» **Assignment**:
I'd like an exact copy of every line from the start of the entries below through the line containing "fn default() ->", please.
[Opening Dataset content section]
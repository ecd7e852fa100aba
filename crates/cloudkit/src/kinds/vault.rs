//! Vault clusters

use declarative::{
    AttributeSpec, BlockSpec, Nesting, ResourceKind, ResourceSchema, Role, ValueType,
};

/// Regions a vault cluster can be planned into.
pub const VAULT_REGIONS: &[&str] = &["us-va-1", "us-va-2"];

/// A managed Vault cluster.
pub struct VaultCluster {
    schema: ResourceSchema,
}

impl VaultCluster {
    pub const NAME: &'static str = "vault_cluster";

    pub fn new() -> Self {
        let tcp_listener = ResourceSchema::new()
            .attribute(
                AttributeSpec::optional_computed("address", ValueType::String)
                    .describe("Address the API listens on"),
            )
            .attribute(
                AttributeSpec::optional_computed("cluster_address", ValueType::String)
                    .describe("Address for server-to-server traffic"),
            );

        Self {
            schema: ResourceSchema::new()
                .attribute(AttributeSpec::required("name", ValueType::String))
                .attribute(
                    AttributeSpec::required("region", ValueType::String).allowed(VAULT_REGIONS),
                )
                .attribute(
                    AttributeSpec::optional_computed("default_lease_ttl", ValueType::String)
                        .native("defaultLeaseTTL"),
                )
                .attribute(
                    AttributeSpec::optional_computed("max_lease_ttl", ValueType::String)
                        .native("maxLeaseTTL"),
                )
                .block(BlockSpec::new(
                    "tcp_listener",
                    Nesting::Single,
                    Role::OptionalComputed,
                    tcp_listener,
                )),
        }
    }
}

impl Default for VaultCluster {
    fn default() -> Self {
        Self::new()
    }
}

impl ResourceKind for VaultCluster {
    fn name(&self) -> &'static str {
        Self::NAME
    }

    fn description(&self) -> &'static str {
        "Vault cluster"
    }

    fn schema(&self) -> &ResourceSchema {
        &self.schema
    }
}

#[cfg(test)]
mod tests {
    use super::*;
    use declarative::{AttributeValue, Attributes};
    use serde_json::json;

    #[test]
    fn test_encode_uses_native_names() {
        let kind = VaultCluster::new();
        let attrs = Attributes::from([
            ("name".to_string(), AttributeValue::from("primary")),
            ("region".to_string(), AttributeValue::from("us-va-1")),
            ("default_lease_ttl".to_string(), AttributeValue::from("1h")),
            ("max_lease_ttl".to_string(), AttributeValue::Unknown),
            ("tcp_listener".to_string(), AttributeValue::Unknown),
        ]);

        let doc = kind.encode(&attrs).unwrap();
        assert_eq!(
            serde_json::Value::Object(doc),
            json!({"name": "primary", "region": "us-va-1", "defaultLeaseTTL": "1h"})
        );
    }

    #[test]
    fn test_decode_full_document() {
        let kind = VaultCluster::new();
        let doc = json!({
            "name": "primary",
            "region": "us-va-2",
            "defaultLeaseTTL": "768h",
            "maxLeaseTTL": "768h",
            "tcpListener": {"address": "127.0.0.1:8200", "clusterAddress": "127.0.0.1:8201"},
        });
        let serde_json::Value::Object(doc) = doc else {
            unreachable!()
        };

        let attrs = kind.decode(&doc).unwrap();
        let listener = attrs["tcp_listener"].as_object().unwrap();
        assert_eq!(listener["cluster_address"], AttributeValue::from("127.0.0.1:8201"));
        assert_eq!(attrs["max_lease_ttl"], AttributeValue::from("768h"));
        kind.schema().validate_state(&attrs).unwrap();
    }
}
[Closing Dataset content section]
» **The answer**:
repository ecd7e852fa100aba
filename crates/cloudkit/src/kinds/vault.rs
//! Vault clusters

use declarative::{
    AttributeSpec, BlockSpec, Nesting, ResourceKind, ResourceSchema, Role, ValueType,
};

/// Regions a vault cluster can be planned into.
pub const VAULT_REGIONS: &[&str] = &["us-va-1", "us-va-2"];

/// A managed Vault cluster.
pub struct VaultCluster {
    schema: ResourceSchema,
}

impl VaultCluster {
    pub const NAME: &'static str = "vault_cluster";

    pub fn new() -> Self {
        let tcp_listener = ResourceSchema::new()
            .attribute(
                AttributeSpec::optional_computed("address", ValueType::String)
                    .describe("Address the API listens on"),
            )
            .attribute(
                AttributeSpec::optional_computed("cluster_address", ValueType::String)
                    .describe("Address for server-to-server traffic"),
            );

        Self {
            schema: ResourceSchema::new()
                .attribute(AttributeSpec::required("name", ValueType::String))
                .attribute(
                    AttributeSpec::required("region", ValueType::String).allowed(VAULT_REGIONS),
                )
                .attribute(
                    AttributeSpec::optional_computed("default_lease_ttl", ValueType::String)
                        .native("defaultLeaseTTL"),
                )
                .attribute(
                    AttributeSpec::optional_computed("max_lease_ttl", ValueType::String)
                        .native("maxLeaseTTL"),
                )
                .block(BlockSpec::new(
                    "tcp_listener",
                    Nesting::Single,
                    Role::OptionalComputed,
                    tcp_listener,
                )),
        }
    }
}

impl Default for VaultCluster {
    fn default() -> Self {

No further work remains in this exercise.